Work to complete: Locate the string "block" in the listing below. Copy every line where it is found.
Supplied data Start Marker
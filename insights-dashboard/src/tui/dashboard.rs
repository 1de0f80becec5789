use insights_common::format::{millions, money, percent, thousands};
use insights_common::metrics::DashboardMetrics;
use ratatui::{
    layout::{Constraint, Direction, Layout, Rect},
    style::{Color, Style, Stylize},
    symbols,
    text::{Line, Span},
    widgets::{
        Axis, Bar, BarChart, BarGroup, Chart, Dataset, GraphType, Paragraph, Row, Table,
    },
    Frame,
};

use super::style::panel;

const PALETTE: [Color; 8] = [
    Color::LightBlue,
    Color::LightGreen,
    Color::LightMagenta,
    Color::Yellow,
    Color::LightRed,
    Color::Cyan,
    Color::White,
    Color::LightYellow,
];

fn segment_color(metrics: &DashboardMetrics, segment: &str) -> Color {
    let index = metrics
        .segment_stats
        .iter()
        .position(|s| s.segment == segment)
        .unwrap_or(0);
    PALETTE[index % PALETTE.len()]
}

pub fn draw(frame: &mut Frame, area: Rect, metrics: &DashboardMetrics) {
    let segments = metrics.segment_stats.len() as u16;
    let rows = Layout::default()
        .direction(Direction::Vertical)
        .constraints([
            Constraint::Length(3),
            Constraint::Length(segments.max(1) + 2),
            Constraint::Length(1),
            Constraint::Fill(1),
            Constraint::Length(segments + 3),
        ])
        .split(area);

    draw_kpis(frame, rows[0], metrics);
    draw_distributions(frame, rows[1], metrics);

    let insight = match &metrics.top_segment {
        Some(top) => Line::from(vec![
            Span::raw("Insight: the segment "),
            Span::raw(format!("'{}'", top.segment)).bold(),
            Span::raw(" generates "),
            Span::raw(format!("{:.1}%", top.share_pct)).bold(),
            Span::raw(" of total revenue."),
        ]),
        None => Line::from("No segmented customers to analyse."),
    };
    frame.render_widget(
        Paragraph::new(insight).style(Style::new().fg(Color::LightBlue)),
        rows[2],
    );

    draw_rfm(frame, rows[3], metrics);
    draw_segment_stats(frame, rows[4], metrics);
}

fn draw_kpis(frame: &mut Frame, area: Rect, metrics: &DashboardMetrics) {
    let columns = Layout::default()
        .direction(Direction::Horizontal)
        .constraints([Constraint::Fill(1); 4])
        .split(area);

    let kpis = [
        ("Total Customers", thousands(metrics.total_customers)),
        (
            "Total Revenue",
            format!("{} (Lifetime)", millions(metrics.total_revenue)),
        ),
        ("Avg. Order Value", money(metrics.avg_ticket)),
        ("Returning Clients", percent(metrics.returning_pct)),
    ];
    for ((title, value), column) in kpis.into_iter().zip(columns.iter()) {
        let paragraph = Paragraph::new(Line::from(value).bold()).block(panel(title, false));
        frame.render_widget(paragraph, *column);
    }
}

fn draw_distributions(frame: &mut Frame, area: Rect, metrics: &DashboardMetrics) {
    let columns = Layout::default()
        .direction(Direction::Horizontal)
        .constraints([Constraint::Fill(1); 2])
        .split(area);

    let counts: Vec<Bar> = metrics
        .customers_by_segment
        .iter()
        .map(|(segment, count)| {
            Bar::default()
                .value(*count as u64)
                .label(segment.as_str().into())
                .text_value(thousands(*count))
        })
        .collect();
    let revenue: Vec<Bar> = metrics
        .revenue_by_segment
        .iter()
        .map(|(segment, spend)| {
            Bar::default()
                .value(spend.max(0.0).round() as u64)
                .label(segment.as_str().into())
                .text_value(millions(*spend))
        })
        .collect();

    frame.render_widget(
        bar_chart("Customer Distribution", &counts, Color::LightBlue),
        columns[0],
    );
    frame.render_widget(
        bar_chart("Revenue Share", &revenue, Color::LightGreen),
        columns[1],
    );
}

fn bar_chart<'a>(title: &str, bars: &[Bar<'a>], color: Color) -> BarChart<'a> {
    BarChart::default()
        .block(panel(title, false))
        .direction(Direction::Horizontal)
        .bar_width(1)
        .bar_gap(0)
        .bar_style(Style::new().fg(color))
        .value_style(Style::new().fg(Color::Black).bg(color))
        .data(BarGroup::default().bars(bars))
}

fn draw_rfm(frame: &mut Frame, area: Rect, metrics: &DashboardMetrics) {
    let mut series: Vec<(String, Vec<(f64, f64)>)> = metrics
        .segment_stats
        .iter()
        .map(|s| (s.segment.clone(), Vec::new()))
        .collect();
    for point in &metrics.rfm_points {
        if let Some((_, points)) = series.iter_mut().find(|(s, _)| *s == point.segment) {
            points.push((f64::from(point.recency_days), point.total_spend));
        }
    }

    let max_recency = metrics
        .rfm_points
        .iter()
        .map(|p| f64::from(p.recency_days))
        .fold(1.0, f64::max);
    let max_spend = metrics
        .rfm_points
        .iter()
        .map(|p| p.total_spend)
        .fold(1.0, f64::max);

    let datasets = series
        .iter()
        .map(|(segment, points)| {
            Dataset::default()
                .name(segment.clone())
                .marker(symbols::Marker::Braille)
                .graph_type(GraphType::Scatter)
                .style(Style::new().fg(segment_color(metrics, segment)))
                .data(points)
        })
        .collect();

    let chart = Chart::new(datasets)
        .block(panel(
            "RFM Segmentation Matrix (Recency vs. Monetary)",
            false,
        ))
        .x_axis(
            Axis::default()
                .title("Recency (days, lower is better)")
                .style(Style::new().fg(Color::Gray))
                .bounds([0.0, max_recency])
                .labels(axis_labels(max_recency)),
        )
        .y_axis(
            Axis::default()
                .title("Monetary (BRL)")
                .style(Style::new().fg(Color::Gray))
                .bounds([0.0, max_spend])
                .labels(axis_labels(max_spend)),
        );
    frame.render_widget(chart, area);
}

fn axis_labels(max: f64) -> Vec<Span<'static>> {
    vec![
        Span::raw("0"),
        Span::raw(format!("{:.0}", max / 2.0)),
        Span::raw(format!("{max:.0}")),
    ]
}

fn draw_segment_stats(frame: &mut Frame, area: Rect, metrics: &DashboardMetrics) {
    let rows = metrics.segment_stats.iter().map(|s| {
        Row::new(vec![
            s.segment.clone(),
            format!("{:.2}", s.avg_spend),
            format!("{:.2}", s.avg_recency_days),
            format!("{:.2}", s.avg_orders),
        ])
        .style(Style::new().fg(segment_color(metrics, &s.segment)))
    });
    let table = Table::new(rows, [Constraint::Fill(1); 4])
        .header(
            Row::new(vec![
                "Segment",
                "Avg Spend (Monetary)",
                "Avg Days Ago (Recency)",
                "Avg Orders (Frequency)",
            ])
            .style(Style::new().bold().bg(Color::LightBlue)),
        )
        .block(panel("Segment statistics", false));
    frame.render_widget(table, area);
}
Supplied data End Marker
Supplied data Start Marker
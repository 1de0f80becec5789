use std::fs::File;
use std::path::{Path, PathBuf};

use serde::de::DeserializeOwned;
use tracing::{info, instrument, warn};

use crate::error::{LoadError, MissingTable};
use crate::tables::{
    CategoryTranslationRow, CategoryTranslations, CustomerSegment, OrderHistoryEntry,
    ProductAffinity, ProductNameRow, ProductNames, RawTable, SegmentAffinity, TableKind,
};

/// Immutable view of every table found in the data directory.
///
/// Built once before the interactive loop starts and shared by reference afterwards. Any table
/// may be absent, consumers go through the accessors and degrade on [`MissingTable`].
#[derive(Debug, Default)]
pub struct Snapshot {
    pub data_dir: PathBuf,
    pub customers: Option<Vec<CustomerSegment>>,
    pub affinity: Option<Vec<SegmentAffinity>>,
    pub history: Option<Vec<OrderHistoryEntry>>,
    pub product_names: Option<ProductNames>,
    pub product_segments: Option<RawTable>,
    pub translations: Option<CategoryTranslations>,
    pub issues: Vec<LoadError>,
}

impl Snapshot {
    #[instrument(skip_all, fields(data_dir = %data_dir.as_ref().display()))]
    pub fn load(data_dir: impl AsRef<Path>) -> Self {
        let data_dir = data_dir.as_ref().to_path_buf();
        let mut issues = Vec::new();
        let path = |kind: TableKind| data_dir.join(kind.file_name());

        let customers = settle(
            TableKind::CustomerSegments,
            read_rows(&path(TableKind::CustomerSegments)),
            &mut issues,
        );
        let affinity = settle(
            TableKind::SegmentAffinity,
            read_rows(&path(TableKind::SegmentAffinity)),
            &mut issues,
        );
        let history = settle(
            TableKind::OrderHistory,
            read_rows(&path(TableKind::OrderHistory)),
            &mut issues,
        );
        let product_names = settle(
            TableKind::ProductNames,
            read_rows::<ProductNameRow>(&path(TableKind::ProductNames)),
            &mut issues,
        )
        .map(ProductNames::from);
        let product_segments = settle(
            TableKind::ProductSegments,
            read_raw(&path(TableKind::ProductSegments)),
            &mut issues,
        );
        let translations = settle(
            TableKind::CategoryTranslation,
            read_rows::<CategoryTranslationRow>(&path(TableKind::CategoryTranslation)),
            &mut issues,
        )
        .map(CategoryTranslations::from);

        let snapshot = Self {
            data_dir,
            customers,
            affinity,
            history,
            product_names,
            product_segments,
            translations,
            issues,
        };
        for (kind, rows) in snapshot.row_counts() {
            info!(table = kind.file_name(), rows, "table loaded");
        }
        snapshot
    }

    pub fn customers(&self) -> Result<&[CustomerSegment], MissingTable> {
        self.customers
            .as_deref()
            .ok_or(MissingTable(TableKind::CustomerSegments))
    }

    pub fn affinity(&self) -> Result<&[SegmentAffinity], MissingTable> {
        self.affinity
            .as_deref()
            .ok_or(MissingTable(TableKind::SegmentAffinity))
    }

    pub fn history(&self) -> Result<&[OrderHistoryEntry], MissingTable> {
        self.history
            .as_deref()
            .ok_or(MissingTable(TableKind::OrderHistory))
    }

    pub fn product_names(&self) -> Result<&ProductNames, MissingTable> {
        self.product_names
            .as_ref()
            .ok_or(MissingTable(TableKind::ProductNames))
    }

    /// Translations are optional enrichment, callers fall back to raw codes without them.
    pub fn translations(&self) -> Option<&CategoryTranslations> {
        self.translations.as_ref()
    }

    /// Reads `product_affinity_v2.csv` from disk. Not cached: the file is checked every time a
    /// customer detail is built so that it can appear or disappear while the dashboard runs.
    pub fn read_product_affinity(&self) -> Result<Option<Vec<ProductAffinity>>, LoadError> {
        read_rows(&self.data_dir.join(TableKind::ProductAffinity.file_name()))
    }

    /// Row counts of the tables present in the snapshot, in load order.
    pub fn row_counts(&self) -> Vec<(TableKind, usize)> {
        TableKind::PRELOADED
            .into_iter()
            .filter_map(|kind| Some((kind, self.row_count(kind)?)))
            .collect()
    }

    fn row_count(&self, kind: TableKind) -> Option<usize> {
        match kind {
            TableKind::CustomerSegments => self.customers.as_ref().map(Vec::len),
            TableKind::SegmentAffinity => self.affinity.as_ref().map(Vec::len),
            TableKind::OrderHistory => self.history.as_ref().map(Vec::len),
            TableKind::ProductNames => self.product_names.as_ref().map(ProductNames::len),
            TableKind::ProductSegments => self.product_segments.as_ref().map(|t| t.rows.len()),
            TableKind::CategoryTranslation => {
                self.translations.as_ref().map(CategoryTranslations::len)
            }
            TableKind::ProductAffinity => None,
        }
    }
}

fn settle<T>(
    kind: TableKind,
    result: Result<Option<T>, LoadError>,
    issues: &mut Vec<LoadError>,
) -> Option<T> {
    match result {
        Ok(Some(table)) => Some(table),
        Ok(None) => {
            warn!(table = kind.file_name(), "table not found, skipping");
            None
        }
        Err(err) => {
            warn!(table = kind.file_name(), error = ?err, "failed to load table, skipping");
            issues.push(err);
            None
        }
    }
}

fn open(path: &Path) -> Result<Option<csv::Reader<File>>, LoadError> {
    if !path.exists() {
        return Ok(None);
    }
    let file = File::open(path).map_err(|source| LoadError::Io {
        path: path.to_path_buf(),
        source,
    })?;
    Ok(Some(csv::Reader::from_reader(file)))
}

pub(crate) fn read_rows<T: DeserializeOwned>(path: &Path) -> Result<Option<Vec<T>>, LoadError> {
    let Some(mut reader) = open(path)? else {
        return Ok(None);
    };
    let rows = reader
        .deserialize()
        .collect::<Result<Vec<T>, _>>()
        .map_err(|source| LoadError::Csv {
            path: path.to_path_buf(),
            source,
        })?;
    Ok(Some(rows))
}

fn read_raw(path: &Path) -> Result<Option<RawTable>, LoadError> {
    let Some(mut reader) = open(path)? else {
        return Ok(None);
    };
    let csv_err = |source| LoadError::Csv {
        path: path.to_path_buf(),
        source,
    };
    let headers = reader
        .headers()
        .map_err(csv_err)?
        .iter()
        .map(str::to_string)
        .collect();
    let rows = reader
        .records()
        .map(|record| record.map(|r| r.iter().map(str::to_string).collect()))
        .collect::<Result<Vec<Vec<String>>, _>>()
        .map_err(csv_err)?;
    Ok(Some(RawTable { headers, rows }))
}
Supplied data End Marker
Solution to the exercise:
        let paragraph = Paragraph::new(Line::from(value).bold()).block(panel(title, false));
        .block(panel(title, false))
        .block(panel(
        .block(panel("Segment statistics", false));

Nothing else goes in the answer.